** Opening Data block block **

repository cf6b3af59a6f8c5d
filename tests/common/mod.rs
#![allow(dead_code)]

pub mod helpers;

** Closing Data block block **

◆ To do ◆
Write the data from above out again, exactly.

◆ Solution to this exercise ◆
repository cf6b3af59a6f8c5d
filename tests/common/mod.rs
#![allow(dead_code)]

pub mod helpers;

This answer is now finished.